The man next to Boniak was hit in the chest and slumped forward in his saddle, toppling sideways a moment later, nearly knocking the boy from his own mount. He yanked hard on his reins, trying to prevent his horse from falling, almost colliding with Petrovski.
They charged on, now just fifty yards from the bank.
The assault of the T–34s meanwhile, had succeeded in halting the German avalanche over the bridge and now, as the cossacks reached the far bank, Russian infantry got to grips with their enemies and began to push them back across the bridge.
The cossacks swept up the bank and into the Germans.
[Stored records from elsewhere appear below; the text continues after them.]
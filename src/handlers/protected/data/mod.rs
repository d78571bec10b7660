pub mod accounts;
pub mod opening_balances;
pub mod partners;
pub mod products;
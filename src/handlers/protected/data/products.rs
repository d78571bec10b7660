use axum::{
    extract::{Path, Query},
    response::Json,
    Extension,
};
use rust_decimal::Decimal;
use serde::Deserialize;
use uuid::Uuid;

use crate::database::models::Product;
use crate::error::ApiError;
use crate::middleware::{ApiResponse, ApiResult, TenantDb};
use crate::services::{NewProduct, Page, ProductService, UpdateProduct};

#[derive(Debug, Deserialize)]
pub struct ListProductsQuery {
    pub search: Option<String>,
    pub limit: Option<i64>,
    pub offset: Option<i64>,
}

/// GET /api/data/products
pub async fn product_list(
    Extension(TenantDb(pool)): Extension<TenantDb>,
    Query(query): Query<ListProductsQuery>,
) -> ApiResult<Vec<Product>> {
    let service = ProductService::new(pool);
    let products = service
        .list(query.search.as_deref(), Page::new(query.limit, query.offset))
        .await?;

    Ok(ApiResponse::success(products))
}

/// GET /api/data/products/:id
pub async fn product_get(
    Extension(TenantDb(pool)): Extension<TenantDb>,
    Path(id): Path<Uuid>,
) -> ApiResult<Product> {
    let service = ProductService::new(pool);
    let product = service
        .get(id)
        .await?
        .ok_or_else(|| ApiError::not_found("Product not found"))?;

    Ok(ApiResponse::success(product))
}

#[derive(Debug, Deserialize)]
pub struct CreateProductRequest {
    pub code: String,
    pub name: String,
    pub unit: String,
    #[serde(default)]
    pub sell_price: Decimal,
    #[serde(default)]
    pub cost_price: Decimal,
    #[serde(default)]
    pub track_inventory: bool,
}

/// POST /api/data/products
pub async fn product_create(
    Extension(TenantDb(pool)): Extension<TenantDb>,
    Json(payload): Json<CreateProductRequest>,
) -> ApiResult<Product> {
    let service = ProductService::new(pool);
    let product = service
        .create(NewProduct {
            code: payload.code,
            name: payload.name,
            unit: payload.unit,
            sell_price: payload.sell_price,
            cost_price: payload.cost_price,
            track_inventory: payload.track_inventory,
        })
        .await?;

    Ok(ApiResponse::created(product))
}

#[derive(Debug, Deserialize)]
pub struct UpdateProductRequest {
    /// Present only to reject attempts to change it
    pub code: Option<String>,
    pub name: Option<String>,
    pub unit: Option<String>,
    pub sell_price: Option<Decimal>,
    pub cost_price: Option<Decimal>,
    pub track_inventory: Option<bool>,
}

/// PATCH /api/data/products/:id - Codes are immutable after creation
pub async fn product_update(
    Extension(TenantDb(pool)): Extension<TenantDb>,
    Path(id): Path<Uuid>,
    Json(payload): Json<UpdateProductRequest>,
) -> ApiResult<Product> {
    if payload.code.is_some() {
        return Err(ApiError::field_error("code", "Product code cannot be changed"));
    }

    let service = ProductService::new(pool);
    let product = service
        .update(
            id,
            UpdateProduct {
                name: payload.name,
                unit: payload.unit,
                sell_price: payload.sell_price,
                cost_price: payload.cost_price,
                track_inventory: payload.track_inventory,
            },
        )
        .await?;

    Ok(ApiResponse::success(product))
}

/// DELETE /api/data/products/:id
pub async fn product_delete(
    Extension(TenantDb(pool)): Extension<TenantDb>,
    Path(id): Path<Uuid>,
) -> ApiResult<()> {
    let service = ProductService::new(pool);
    service.soft_delete(id).await?;

    Ok(ApiResponse::no_content())
}

/// POST /api/data/products/:id/restore
pub async fn product_restore(
    Extension(TenantDb(pool)): Extension<TenantDb>,
    Path(id): Path<Uuid>,
) -> ApiResult<Product> {
    let service = ProductService::new(pool);
    Ok(ApiResponse::success(service.restore(id).await?))
}
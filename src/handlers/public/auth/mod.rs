pub mod google;
pub mod login;
pub mod refresh;
pub mod register;
pub mod utils;

pub use google::login_google;
pub use login::login;
pub use refresh::refresh;
pub use register::register;
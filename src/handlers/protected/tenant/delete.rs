use axum::{extract::Path, Extension};
use serde_json::Value;
use uuid::Uuid;

use super::{require_role, tenant_payload};
use crate::middleware::{ApiResponse, ApiResult, AuthUser};
use crate::services::TenantService;

/// DELETE /api/tenants/:id - Soft delete, owner only. The tenant drops out
/// of listings and selection; the business database is retained.
pub async fn tenant_delete(
    Extension(auth_user): Extension<AuthUser>,
    Path(id): Path<Uuid>,
) -> ApiResult<()> {
    let tenants = TenantService::new().await?;
    require_role(&tenants, id, auth_user.user_id, true).await?;

    tenants.soft_delete(id).await?;
    tracing::info!("Tenant {} trashed by {}", id, auth_user.user_id);

    Ok(ApiResponse::no_content())
}

/// POST /api/tenants/:id/restore - Undo a soft delete, owner only
pub async fn tenant_restore(
    Extension(auth_user): Extension<AuthUser>,
    Path(id): Path<Uuid>,
) -> ApiResult<Value> {
    let tenants = TenantService::new().await?;
    let role = require_role(&tenants, id, auth_user.user_id, true).await?;

    let tenant = tenants.restore(id).await?;

    Ok(ApiResponse::success(tenant_payload(&tenant, Some(&role))))
}
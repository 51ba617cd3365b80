//! External command execution.
//!
//! Commands are always spawned from an explicit argument vector; nothing is
//! ever handed to a shell.

use std::path::{Path, PathBuf};
use std::process::Stdio;
use std::sync::Arc;

use async_trait::async_trait;
use tokio::process::Command;
use tracing::{debug, info};

use crate::error::ProcessError;

/// One external command to run.
#[derive(Debug, Clone, PartialEq, Eq)]
pub struct Invocation {
    pub program: String,
    pub args: Vec<String>,
    pub cwd: PathBuf,
    pub env: Vec<(String, String)>,
}

impl Invocation {
    /// Render as a single line for logs and error messages.
    pub fn command_line(&self) -> String {
        std::iter::once(self.program.as_str())
            .chain(self.args.iter().map(String::as_str))
            .collect::<Vec<_>>()
            .join(" ")
    }
}

/// Captured result of a finished command.
#[derive(Debug, Clone, Default, PartialEq, Eq)]
pub struct CommandOutput {
    /// Exit code, -1 when terminated by a signal.
    pub exit_code: i32,
    pub stdout: String,
    pub stderr: String,
}

impl CommandOutput {
    pub fn success(&self) -> bool {
        self.exit_code == 0
    }
}

/// Seam between the harness and the operating system.
#[async_trait]
pub trait CommandExecutor: Send + Sync {
    async fn execute(&self, invocation: &Invocation) -> std::io::Result<CommandOutput>;
}

/// Executes commands as real child processes.
#[derive(Debug, Default, Clone, Copy)]
pub struct SystemExecutor;

#[async_trait]
impl CommandExecutor for SystemExecutor {
    async fn execute(&self, invocation: &Invocation) -> std::io::Result<CommandOutput> {
        let mut cmd = Command::new(&invocation.program);
        cmd.args(&invocation.args)
            .current_dir(&invocation.cwd)
            .stdin(Stdio::null())
            .stdout(Stdio::piped())
            .stderr(Stdio::piped());
        for (key, value) in &invocation.env {
            cmd.env(key, value);
        }

        let output = cmd.spawn()?.wait_with_output().await?;

        Ok(CommandOutput {
            exit_code: output.status.code().unwrap_or(-1),
            stdout: String::from_utf8_lossy(&output.stdout).to_string(),
            stderr: String::from_utf8_lossy(&output.stderr).to_string(),
        })
    }
}

/// Runs external commands inside one working directory.
#[derive(Clone)]
pub struct ProcessRunner {
    executor: Arc<dyn CommandExecutor>,
    cwd: PathBuf,
    debug_level: u8,
    make_program: String,
    poll_seed: Option<i64>,
}

impl ProcessRunner {
    pub fn new(executor: Arc<dyn CommandExecutor>, cwd: impl Into<PathBuf>) -> Self {
        Self {
            executor,
            cwd: cwd.into(),
            debug_level: 0,
            make_program: "make".to_string(),
            poll_seed: None,
        }
    }

    /// 0 = silent, 1 = command lines, 2+ = full stream dumps.
    pub fn with_debug_level(mut self, level: u8) -> Self {
        self.debug_level = level;
        self
    }

    /// Append fixed poll seeds whenever `make_program` generates polls.
    pub fn with_poll_seed(mut self, make_program: impl Into<String>, seed: Option<i64>) -> Self {
        self.make_program = make_program.into();
        self.poll_seed = seed;
        self
    }

    pub fn cwd(&self) -> &Path {
        &self.cwd
    }

    /// Run a command, returning stdout on the expected exit status.
    pub async fn run(
        &self,
        program: &str,
        args: &[String],
        expect_failure: bool,
    ) -> Result<String, ProcessError> {
        self.run_with_env(program, args, &[], expect_failure).await
    }

    /// Like [`ProcessRunner::run`] with extra environment variables.
    pub async fn run_with_env(
        &self,
        program: &str,
        args: &[String],
        env: &[(String, String)],
        expect_failure: bool,
    ) -> Result<String, ProcessError> {
        let invocation = Invocation {
            program: program.to_string(),
            args: self.seeded_args(program, args),
            cwd: self.cwd.clone(),
            env: env.to_vec(),
        };
        let command = invocation.command_line();

        if self.debug_level >= 1 {
            info!(cwd = %self.cwd.display(), "running: {}", command);
        } else {
            debug!(cwd = %self.cwd.display(), "running: {}", command);
        }

        let output = self
            .executor
            .execute(&invocation)
            .await
            .map_err(|source| ProcessError::Spawn {
                command: command.clone(),
                source,
            })?;

        if self.debug_level >= 2 {
            info!(exit_code = output.exit_code, "stdout:\n{}", output.stdout);
            info!(exit_code = output.exit_code, "stderr:\n{}", output.stderr);
        }

        match (expect_failure, output.success()) {
            (false, true) | (true, false) => Ok(output.stdout),
            (true, true) => Err(ProcessError::UnexpectedSuccess {
                command,
                stdout: output.stdout,
                stderr: output.stderr,
            }),
            (false, false) => Err(ProcessError::NonZeroExit {
                command,
                exit_code: output.exit_code,
                stdout: output.stdout,
                stderr: output.stderr,
            }),
        }
    }

    fn seeded_args(&self, program: &str, args: &[String]) -> Vec<String> {
        let mut args = args.to_vec();
        let generates_polls = args.is_empty() || args.iter().any(|a| a == "generate-polls");
        if let Some(seed) = self.poll_seed {
            if program == self.make_program && generates_polls {
                args.push(format!("POLLS_RELEASE_SEED={seed}"));
                args.push(format!("POLLS_TESTING_SEED={seed}"));
            }
        }
        args
    }
}

/// Convenience for building owned argument vectors.
pub fn argv<I, S>(parts: I) -> Vec<String>
where
    I: IntoIterator<Item = S>,
    S: Into<String>,
{
    parts.into_iter().map(Into::into).collect()
}
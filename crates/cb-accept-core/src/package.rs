//! Challenge packages and their isolated working copies.

use std::fmt;
use std::path::{Path, PathBuf};
use std::str::FromStr;
use std::sync::OnceLock;

use regex::Regex;
use serde::{Deserialize, Serialize};
use tempfile::TempDir;
use tracing::info;

use crate::error::{HarnessError, Result};

/// Version-control metadata directories, never copied or validated.
pub const VCS_DIRS: &[&str] = &[".git", ".svn", ".hg"];

/// Package flavor selecting which schema and manifest rules apply.
#[derive(Debug, Clone, Copy, PartialEq, Eq, Hash, Default, Serialize, Deserialize)]
#[serde(rename_all = "snake_case")]
pub enum Variant {
    #[default]
    Generic,
    Cqe,
    Cfe,
}

impl Variant {
    pub fn name(&self) -> &'static str {
        match self {
            Variant::Generic => "generic",
            Variant::Cqe => "cqe",
            Variant::Cfe => "cfe",
        }
    }

    /// Whether the package ships a `poller/for-testing` poll set.
    pub fn has_testing_polls(&self) -> bool {
        !matches!(self, Variant::Cfe)
    }
}

impl fmt::Display for Variant {
    fn fmt(&self, f: &mut fmt::Formatter<'_>) -> fmt::Result {
        f.write_str(self.name())
    }
}

impl FromStr for Variant {
    type Err = HarnessError;

    fn from_str(s: &str) -> Result<Self> {
        match s.trim().to_ascii_lowercase().as_str() {
            "" | "generic" => Ok(Variant::Generic),
            "cqe" => Ok(Variant::Cqe),
            "cfe" => Ok(Variant::Cfe),
            other => Err(HarnessError::Config(format!("unknown variant: {other}"))),
        }
    }
}

fn package_name_re() -> &'static Regex {
    static RE: OnceLock<Regex> = OnceLock::new();
    RE.get_or_init(|| Regex::new(r"^[A-Z0-9]{5}_[0-9]{5}$").expect("valid package name regex"))
}

/// Whether `name` follows the `AAAAA_00001` convention.
pub fn is_valid_package_name(name: &str) -> bool {
    package_name_re().is_match(name)
}

/// A challenge package on disk.
#[derive(Debug, Clone, PartialEq, Eq)]
pub struct Package {
    pub name: String,
    pub root: PathBuf,
    pub variant: Variant,
}

impl Package {
    /// Open and sanity-check a package directory.
    pub fn open(path: &Path, variant: Variant) -> Result<Self> {
        if !path.is_dir() {
            return Err(HarnessError::InvalidPackage(format!(
                "{} is not a directory",
                path.display()
            )));
        }
        let root = path.canonicalize()?;
        let name = root
            .file_name()
            .map(|n| n.to_string_lossy().to_string())
            .unwrap_or_default();

        if !is_valid_package_name(&name) {
            return Err(HarnessError::InvalidPackage(format!(
                "package name '{name}' does not match AAAAA_00001"
            )));
        }
        if !root.join("Makefile").is_file() {
            return Err(HarnessError::InvalidPackage(format!(
                "{name} has no top-level Makefile"
            )));
        }

        Ok(Self {
            name,
            root,
            variant,
        })
    }

    /// `AAAAA` half of the package name.
    pub fn author_id(&self) -> &str {
        self.name.split('_').next().unwrap_or_default()
    }

    /// `00001` half of the package name.
    pub fn service_id(&self) -> &str {
        self.name.split('_').nth(1).unwrap_or_default()
    }

    /// Copy the package into a fresh temporary directory.
    pub fn working_copy(&self, keep: bool) -> Result<WorkingCopy> {
        let temp = tempfile::Builder::new()
            .prefix("cb-accept-")
            .tempdir()?;
        let dir = temp.path().join(&self.name);
        copy_tree(&self.root, &dir)?;
        Ok(WorkingCopy {
            package: Package {
                name: self.name.clone(),
                root: dir,
                variant: self.variant,
            },
            temp: Some(temp),
            keep,
        })
    }
}

/// A package copied into an isolated directory.
///
/// The directory is removed on drop unless it was asked to be kept.
#[derive(Debug)]
pub struct WorkingCopy {
    package: Package,
    temp: Option<TempDir>,
    keep: bool,
}

impl WorkingCopy {
    pub fn package(&self) -> &Package {
        &self.package
    }

    pub fn path(&self) -> &Path {
        &self.package.root
    }
}

impl Drop for WorkingCopy {
    fn drop(&mut self) {
        if !self.keep {
            return;
        }
        if let Some(temp) = self.temp.take() {
            let retained = temp.keep();
            info!(package = %self.package.name, path = %retained.display(), "retained working copy");
        }
    }
}

/// Recursively copy `src` into `dst`, skipping VCS metadata.
pub fn copy_tree(src: &Path, dst: &Path) -> Result<()> {
    std::fs::create_dir_all(dst)?;
    for entry in std::fs::read_dir(src)? {
        let entry = entry?;
        let path = entry.path();
        let name = entry.file_name();
        if VCS_DIRS.iter().any(|d| name == *d) {
            continue;
        }
        let target = dst.join(&name);
        let file_type = entry.file_type()?;
        if file_type.is_dir() {
            copy_tree(&path, &target)?;
        } else if file_type.is_file() {
            std::fs::copy(&path, &target)?;
        } else if file_type.is_symlink() {
            // Follow links so the copy is self-contained.
            if path.is_dir() {
                copy_tree(&path, &target)?;
            } else if path.is_file() {
                std::fs::copy(&path, &target)?;
            }
        }
    }
    Ok(())
}

/// Well-known locations inside a package.
pub mod layout {
    pub const BIN_DIR: &str = "bin";
    pub const POV_DIR: &str = "pov";
    pub const IDS_DIR: &str = "ids";
    pub const POLLS_RELEASE: &str = "poller/for-release";
    pub const POLLS_TESTING: &str = "poller/for-testing";
    pub const MANIFEST: &str = "Makefile";
    pub const STATE_MACHINE: &str = "machine.py";
    pub const STATE_GRAPH: &str = "state-graph.yaml";
    pub const PATCHED_MARKER: &str = "_patched";
}

#[cfg(test)]
mod tests {
    use super::*;

    fn make_package(parent: &Path, name: &str) -> PathBuf {
        let root = parent.join(name);
        std::fs::create_dir_all(root.join("src")).unwrap();
        std::fs::write(root.join("Makefile"), "SERVICE_ID=00001\n").unwrap();
        std::fs::write(root.join("src/service.c"), "int main(void) { return 0; }\n").unwrap();
        root
    }

    #[test]
    fn test_variant_parse() {
        assert_eq!("cqe".parse::<Variant>().unwrap(), Variant::Cqe);
        assert_eq!("CFE".parse::<Variant>().unwrap(), Variant::Cfe);
        assert_eq!("".parse::<Variant>().unwrap(), Variant::Generic);
        assert!("cgc".parse::<Variant>().is_err());
        assert!(!Variant::Cfe.has_testing_polls());
        assert!(Variant::Generic.has_testing_polls());
    }

    #[test]
    fn test_package_name_pattern() {
        assert!(is_valid_package_name("AAAAA_00001"));
        assert!(is_valid_package_name("CROMU_00042"));
        assert!(!is_valid_package_name("aaaaa_00001"));
        assert!(!is_valid_package_name("AAAA_00001"));
        assert!(!is_valid_package_name("AAAAA_0001"));
        assert!(!is_valid_package_name("AAAAA-00001"));
    }

    #[test]
    fn test_open_valid_package() {
        let dir = tempfile::tempdir().unwrap();
        let root = make_package(dir.path(), "AAAAA_00001");
        let package = Package::open(&root, Variant::Generic).unwrap();
        assert_eq!(package.name, "AAAAA_00001");
        assert_eq!(package.author_id(), "AAAAA");
        assert_eq!(package.service_id(), "00001");
    }

    #[test]
    fn test_open_rejects_bad_name() {
        let dir = tempfile::tempdir().unwrap();
        let root = make_package(dir.path(), "not_a_package");
        let err = Package::open(&root, Variant::Generic).unwrap_err();
        assert!(matches!(err, HarnessError::InvalidPackage(_)));
    }

    #[test]
    fn test_open_requires_makefile() {
        let dir = tempfile::tempdir().unwrap();
        let root = make_package(dir.path(), "AAAAA_00001");
        std::fs::remove_file(root.join("Makefile")).unwrap();
        let err = Package::open(&root, Variant::Generic).unwrap_err();
        assert!(err.to_string().contains("Makefile"));
    }

    #[test]
    fn test_working_copy_removed_on_drop() {
        let dir = tempfile::tempdir().unwrap();
        let root = make_package(dir.path(), "AAAAA_00001");
        std::fs::create_dir_all(root.join(".git/objects")).unwrap();
        let package = Package::open(&root, Variant::Cqe).unwrap();

        let copy = package.working_copy(false).unwrap();
        let path = copy.path().to_path_buf();
        assert!(path.join("src/service.c").is_file());
        assert!(!path.join(".git").exists());
        assert_eq!(copy.package().variant, Variant::Cqe);
        drop(copy);
        assert!(!path.exists());
    }

    #[test]
    fn test_working_copy_kept() {
        let dir = tempfile::tempdir().unwrap();
        let root = make_package(dir.path(), "AAAAA_00001");
        let package = Package::open(&root, Variant::Generic).unwrap();

        let copy = package.working_copy(true).unwrap();
        let path = copy.path().to_path_buf();
        drop(copy);
        assert!(path.join("Makefile").is_file());
        std::fs::remove_dir_all(path.parent().unwrap()).unwrap();
    }
}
Men were speared where they stood, cut down as they tried to run and some even threw up their arms in surrender but the cossacks were not likely to take prisoners and those unfortunate enough to think of their attackers as merciful ended up face-down in the snow in a puddle of their own blood.
Kuragin caught a German sergeant beneath the chin with a powerful backhand stroke that nearly severed the man’s head. A German private came at him with a bayonet but the cossack parried the thrust and kicked out at the attacker, quickly pulling his Tokarev from his belt he shot the man in the face.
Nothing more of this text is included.